-- GIVEN INFORMATION follows --

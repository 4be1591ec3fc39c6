use secrecy::{ExposeSecret, SecretString};
use serde::Deserialize;
use std::str::FromStr;
use time::OffsetDateTime;

use crate::ports::ValidationError;
use crate::validate;

/// Instagram only accepts scheduled publishing up to 75 days ahead
pub const GRAPH_MAX_SCHEDULE_DAYS: u32 = 75;

/// Post kinds accepted by the Graph adapter
#[derive(Debug, Clone, Copy, PartialEq, Eq)]
pub enum GraphPostType {
    Text,
    Image,
}

impl GraphPostType {
    pub const ALLOWED: &'static [&'static str] = &["text", "image"];

    pub fn as_str(&self) -> &'static str {
        match self {
            GraphPostType::Text => "text",
            GraphPostType::Image => "image",
        }
    }
}

impl FromStr for GraphPostType {
    type Err = ValidationError;

    fn from_str(s: &str) -> Result<Self, Self::Err> {
        match s.trim() {
            "text" => Ok(GraphPostType::Text),
            "image" => Ok(GraphPostType::Image),
            other => Err(ValidationError::InvalidChoice {
                field: "post_type",
                value: other.to_string(),
                allowed: Self::ALLOWED,
            }),
        }
    }
}

/// Arguments for publishing through the Instagram Graph API
#[derive(Debug, Deserialize)]
pub struct GraphRequest {
    /// `text` or `image`
    #[serde(default)]
    pub post_type: String,
    #[serde(default)]
    pub caption: String,
    /// Required for image posts
    #[serde(default)]
    pub image_url: Option<String>,
    /// ISO-8601 instant to publish at
    #[serde(default)]
    pub schedule_time: Option<String>,
    /// Graph API user access token with `instagram_content_publish`
    #[serde(default = "empty_token")]
    pub access_token: SecretString,
}

fn empty_token() -> SecretString {
    SecretString::new(String::new().into())
}

/// Checked Graph API post
#[derive(Debug, Clone, PartialEq, Eq)]
pub struct GraphPost {
    pub post_type: GraphPostType,
    pub caption: String,
    pub image_url: String,
    pub schedule: Option<OffsetDateTime>,
}

impl GraphRequest {
    pub fn validate(&self, now: OffsetDateTime) -> Result<GraphPost, ValidationError> {
        let post_type: GraphPostType = validate::required("post_type", &self.post_type)?.parse()?;
        let caption = validate::caption("caption", &self.caption)?;
        validate::required("access_token", self.access_token.expose_secret())?;

        let image_url = match (post_type, validate::optional(self.image_url.as_deref())) {
            (GraphPostType::Text, _) => {
                return Err(ValidationError::Unsupported(
                    "Instagram Graph API does not support text-only posts",
                ));
            }
            (GraphPostType::Image, None) => {
                return Err(ValidationError::MissingField { field: "image_url" });
            }
            (GraphPostType::Image, Some(url)) => validate::http_url("image_url", url)?,
        };

        let schedule = validate::optional(self.schedule_time.as_deref())
            .map(|raw| {
                let at = validate::iso_instant("schedule_time", raw)?;
                validate::future_instant(at, now, Some(GRAPH_MAX_SCHEDULE_DAYS))
            })
            .transpose()?;

        Ok(GraphPost {
            post_type,
            caption,
            image_url,
            schedule,
        })
    }
}
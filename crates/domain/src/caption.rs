//! Caption composition for providers without native hashtag/mention fields

/// Normalize a hashtag to `#tag`, whatever prefix the caller supplied
pub fn hashtag(tag: &str) -> Option<String> {
    prefixed('#', tag)
}

/// Normalize a username to `@user`
pub fn mention(user: &str) -> Option<String> {
    prefixed('@', user)
}

fn prefixed(marker: char, raw: &str) -> Option<String> {
    let bare = raw.trim().trim_start_matches(['#', '@']);
    if bare.is_empty() || bare.contains(char::is_whitespace) {
        return None;
    }
    Some(format!("{marker}{bare}"))
}

/// Whether `token` already appears as a whole word in `text`
fn contains_token(text: &str, token: &str) -> bool {
    text.split_whitespace()
        .map(|word| word.trim_end_matches(|c: char| c.is_ascii_punctuation() && c != '_'))
        .any(|word| word.eq_ignore_ascii_case(token))
}

/// Append mentions and hashtags that the text does not already contain
///
/// Mentions are appended on the caption's last line, hashtags on a new
/// paragraph after them.
pub fn compose(text: &str, hashtags: &[String], mentions: &[String]) -> String {
    let mut composed = text.trim().to_string();

    for token in mentions.iter().filter_map(|m| mention(m)) {
        if !contains_token(&composed, &token) {
            composed.push(' ');
            composed.push_str(&token);
        }
    }

    let mut tags: Vec<String> = Vec::new();
    for token in hashtags.iter().filter_map(|t| hashtag(t)) {
        let duplicate = tags.iter().any(|t| t.eq_ignore_ascii_case(&token));
        if !duplicate && !contains_token(&composed, &token) {
            tags.push(token);
        }
    }

    if !tags.is_empty() {
        composed.push_str("\n\n");
        composed.push_str(&tags.join(" "));
    }

    composed
}
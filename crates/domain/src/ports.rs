//! Port definitions (traits) for external dependencies
//!
//! Adapters implement [`PostingAdapter`] to connect a provider API to the
//! uniform request/result contract.

use async_trait::async_trait;
use std::time::Duration;
use thiserror::Error;
use time::OffsetDateTime;

use crate::model::{ErrorKind, PostResult, Provider};

/// Input rejected before any network call
#[derive(Debug, Clone, PartialEq, Eq, Error)]
pub enum ValidationError {
    #[error("{field} is required")]
    MissingField { field: &'static str },
    #[error("caption is too long ({len} characters); the character limit is {max}")]
    CaptionTooLong { len: usize, max: usize },
    #[error("schedule_date '{value}' must be in YYYY-MM-DD format")]
    InvalidDate { value: String },
    #[error("schedule_time '{value}' must be in HH:MM format (24-hour)")]
    InvalidTime { value: String },
    #[error("{field} '{value}' is not a valid ISO-8601 datetime (e.g. 2024-12-25T10:00:00Z)")]
    InvalidInstant { field: &'static str, value: String },
    #[error("{field} has an invalid URL scheme: '{url}' must start with http:// or https://")]
    InvalidUrlScheme { field: &'static str, url: String },
    #[error("invalid {field} '{value}'; must be one of: {}", .allowed.join(", "))]
    InvalidChoice {
        field: &'static str,
        value: String,
        allowed: &'static [&'static str],
    },
    #[error("too many media URLs ({count}); at most {max} are allowed per post")]
    TooManyMedia { count: usize, max: usize },
    #[error("scheduled time must be in the future (provided {value}, now {now})")]
    NotInFuture { value: String, now: String },
    #[error("cannot schedule posts more than {max_days} days in advance")]
    BeyondHorizon { max_days: u32 },
    #[error("both schedule_date and schedule_time are required for scheduling")]
    PartialSchedule,
    #[error("{name} environment variable is required")]
    MissingCredential { name: String },
    #[error("{name} appears to be invalid: {reason}")]
    InvalidCredential { name: String, reason: &'static str },
    #[error("media URL '{url}' is not usable: {reason}")]
    MediaUnavailable { url: String, reason: String },
    #[error("{0}")]
    Unsupported(&'static str),
    #[error("{0} is not configured")]
    NotConfigured(&'static str),
}

/// Network failures, distinguished from HTTP-level errors
#[derive(Debug, Clone, PartialEq, Eq, Error)]
pub enum TransportError {
    #[error("request timed out")]
    Timeout,
    #[error("connection error: {0}")]
    Connection(String),
    #[error("network error: {0}")]
    Other(String),
}

/// Everything that can go wrong while posting
#[derive(Debug, Clone, PartialEq, Eq, Error)]
pub enum PostError {
    #[error("{0}")]
    Validation(#[from] ValidationError),
    #[error("authentication failed, request unauthorized: {detail}")]
    Auth { detail: String },
    #[error("access forbidden, the account or plan lacks permission: {detail}")]
    Permission { detail: String },
    #[error("rate limit exceeded ({cap})")]
    RateLimited { cap: String },
    #[error("bad request: {message}")]
    Payload { message: String },
    #[error("upstream server error ({status}): {detail}")]
    Server { status: u16, detail: String },
    #[error("{0}")]
    Transport(#[from] TransportError),
    #[error("{0}")]
    Account(String),
    #[error("request failed with status code {status}: {detail}")]
    UnexpectedStatus { status: u16, detail: String },
    #[error("unexpected response format: {0}")]
    MalformedResponse(String),
    #[error("unexpected error: {0}")]
    Unexpected(String),
}

impl PostError {
    pub fn kind(&self) -> ErrorKind {
        match self {
            PostError::Validation(_) => ErrorKind::Validation,
            PostError::Auth { .. } => ErrorKind::Auth,
            PostError::Permission { .. } => ErrorKind::Permission,
            PostError::RateLimited { .. } => ErrorKind::RateLimit,
            PostError::Payload { .. } => ErrorKind::Payload,
            PostError::Server { .. } => ErrorKind::Server,
            PostError::Transport(_) => ErrorKind::Transport,
            PostError::Account(_) => ErrorKind::Account,
            PostError::UnexpectedStatus { .. }
            | PostError::MalformedResponse(_)
            | PostError::Unexpected(_) => ErrorKind::Unexpected,
        }
    }

    /// HTTP status behind the error, if any
    pub fn status(&self) -> Option<u16> {
        match self {
            PostError::Auth { .. } => Some(401),
            PostError::Permission { .. } => Some(403),
            PostError::RateLimited { .. } => Some(429),
            PostError::Payload { .. } => Some(400),
            PostError::Server { status, .. } | PostError::UnexpectedStatus { status, .. } => {
                Some(*status)
            }
            _ => None,
        }
    }

    /// Provider-supplied detail text
    pub fn detail(&self) -> Option<String> {
        match self {
            PostError::Auth { detail }
            | PostError::Permission { detail }
            | PostError::Server { detail, .. }
            | PostError::UnexpectedStatus { detail, .. } => {
                (!detail.is_empty()).then(|| detail.clone())
            }
            PostError::Payload { message } => Some(message.clone()),
            PostError::MalformedResponse(body) => Some(body.clone()),
            _ => None,
        }
    }

    /// Troubleshooting hint for the caller
    pub fn suggestion(&self, provider: Provider) -> Option<String> {
        let hint = match self {
            PostError::Validation(ValidationError::MissingCredential { name }) => {
                format!("Set {} in the environment before posting", name)
            }
            PostError::Validation(ValidationError::Unsupported(_)) => {
                "Attach an image to the caption and post with post_type 'image'".to_string()
            }
            PostError::Validation(_) => return None,
            PostError::Auth { .. } if provider == Provider::Zapier => {
                "Verify the webhook URL is correct".to_string()
            }
            PostError::Auth { .. } => format!(
                "Check that the {} API key or access token is valid and not expired",
                provider.name()
            ),
            PostError::Permission { .. } => format!(
                "Check your {} subscription and that the Instagram account is connected with publishing permissions",
                provider.name()
            ),
            PostError::RateLimited { .. } if provider == Provider::Buffer => {
                "Wait 60 seconds before trying again".to_string()
            }
            PostError::RateLimited { .. } => {
                "Wait a few minutes before trying again, or upgrade the plan for higher limits"
                    .to_string()
            }
            PostError::Payload { .. } => {
                "Check the payload format and request parameters".to_string()
            }
            PostError::Server { .. } => format!(
                "Try again later, this may be a temporary {} issue",
                provider.name()
            ),
            PostError::Transport(_) => format!(
                "Check your internet connection and {} service status",
                provider.name()
            ),
            PostError::Account(_) if provider == Provider::Buffer => {
                "List profiles with GET /1/profiles.json and pick the id of an Instagram profile"
                    .to_string()
            }
            PostError::Account(_) => {
                "Make sure the Instagram account is a Business or Creator account connected to a Facebook Page"
                    .to_string()
            }
            PostError::UnexpectedStatus { status: 404, .. } if provider == Provider::Zapier => {
                "Verify the webhook URL exists and is active".to_string()
            }
            PostError::UnexpectedStatus { .. } | PostError::MalformedResponse(_) => {
                return None;
            }
            PostError::Unexpected(_) => "Check all input parameters and try again".to_string(),
        };
        Some(hint)
    }
}

/// A [`PostError`] plus the provider's response body, when one came back
#[derive(Debug, Clone, PartialEq, Eq)]
pub struct Failure {
    pub error: PostError,
    pub raw_response: Option<String>,
}

impl Failure {
    /// Attach the body the provider answered with; blank bodies are dropped
    pub fn with_raw_response(mut self, body: impl Into<String>) -> Self {
        let body = body.into();
        self.raw_response = (!body.trim().is_empty()).then_some(body);
        self
    }
}

impl From<PostError> for Failure {
    fn from(error: PostError) -> Self {
        Self {
            error,
            raw_response: None,
        }
    }
}

impl From<ValidationError> for Failure {
    fn from(error: ValidationError) -> Self {
        PostError::from(error).into()
    }
}

impl From<TransportError> for Failure {
    fn from(error: TransportError) -> Self {
        PostError::from(error).into()
    }
}

/// Port implemented by every provider adapter
#[async_trait]
pub trait PostingAdapter: Send + Sync {
    /// Provider-specific request shape
    type Request: Send + Sync;

    /// Validate, send and normalize; failures are returned, never raised
    async fn post(&self, request: &Self::Request) -> PostResult;

    /// Get the provider this adapter talks to
    fn provider(&self) -> Provider;

    /// Same as [`post`](Self::post), bounded by a caller-supplied deadline
    async fn post_with_timeout(&self, request: &Self::Request, limit: Duration) -> PostResult {
        match tokio::time::timeout(limit, self.post(request)).await {
            Ok(result) => result,
            Err(_) => {
                tracing::warn!(provider = %self.provider(), ?limit, "Post call exceeded caller deadline");
                PostResult::from_error(self.provider(), &TransportError::Timeout.into())
            }
        }
    }
}

/// Port for time/clock operations (enables deterministic testing)
pub trait Clock: Send + Sync {
    /// Get the current time
    fn now(&self) -> OffsetDateTime;
}

/// Real clock implementation
#[derive(Debug, Clone, Copy, Default)]
pub struct SystemClock;

impl Clock for SystemClock {
    fn now(&self) -> OffsetDateTime {
        OffsetDateTime::now_utc()
    }
}

/// Clock frozen at a given instant
#[derive(Debug, Clone, Copy)]
pub struct FixedClock(pub OffsetDateTime);

impl Clock for FixedClock {
    fn now(&self) -> OffsetDateTime {
        self.0
    }
}
//! Token-bucket limiter for providers with a per-minute request cap

use tokio::sync::Mutex;
use tokio::time::{Duration, Instant, sleep};

/// Token bucket refilled one token per `refill_every`
///
/// `acquire` blocks until a token is available. With a capacity of one the
/// bucket enforces a minimum spacing between consecutive requests.
#[derive(Debug)]
pub struct TokenBucket {
    capacity: u32,
    refill_every: Duration,
    state: Mutex<BucketState>,
}

#[derive(Debug)]
struct BucketState {
    tokens: u32,
    last_refill: Instant,
}

impl TokenBucket {
    /// Create a full bucket
    pub fn new(capacity: u32, refill_every: Duration) -> Self {
        let capacity = capacity.max(1);
        Self {
            capacity,
            refill_every,
            state: Mutex::new(BucketState {
                tokens: capacity,
                last_refill: Instant::now(),
            }),
        }
    }

    /// Bucket sized for a documented requests-per-minute cap
    pub fn per_minute(requests: u32) -> Self {
        let requests = requests.max(1);
        Self::new(requests, Duration::from_secs(60) / requests)
    }

    /// Single-token bucket enforcing `spacing` between requests
    pub fn with_spacing(spacing: Duration) -> Self {
        Self::new(1, spacing)
    }

    /// Bucket that never waits
    pub fn unlimited() -> Self {
        Self::new(1, Duration::ZERO)
    }

    /// Minimum interval between tokens
    pub fn refill_every(&self) -> Duration {
        self.refill_every
    }

    /// Wait for a token and take it
    pub async fn acquire(&self) {
        if self.refill_every.is_zero() {
            return;
        }

        loop {
            let mut state = self.state.lock().await;
            let now = Instant::now();
            self.refill(&mut state, now);

            if state.tokens > 0 {
                if state.tokens == self.capacity {
                    // A full bucket stops accruing; the next token is due one interval from now.
                    state.last_refill = now;
                }
                state.tokens -= 1;
                return;
            }

            let wait_for = self
                .refill_every
                .saturating_sub(now.duration_since(state.last_refill));
            drop(state);

            tracing::debug!(
                wait_ms = wait_for.as_millis() as u64,
                "Rate limiter waiting for token"
            );
            sleep(wait_for).await;
        }
    }

    fn refill(&self, state: &mut BucketState, now: Instant) {
        let elapsed = now.duration_since(state.last_refill);
        let earned = (elapsed.as_nanos() / self.refill_every.as_nanos())
            .min(u128::from(self.capacity)) as u32;
        if earned == 0 {
            return;
        }

        state.tokens = (state.tokens + earned).min(self.capacity);
        state.last_refill = if state.tokens == self.capacity {
            now
        } else {
            state.last_refill + self.refill_every * earned
        };
    }
}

-- GIVEN INFORMATION concluded --

PROBLEM >> Each line above with the word "exceeded" must be returned.

ANSWER FOR THIS EXERCISE >>
    #[error("rate limit exceeded ({cap})")]
                tracing::warn!(provider = %self.provider(), ?limit, "Post call exceeded caller deadline");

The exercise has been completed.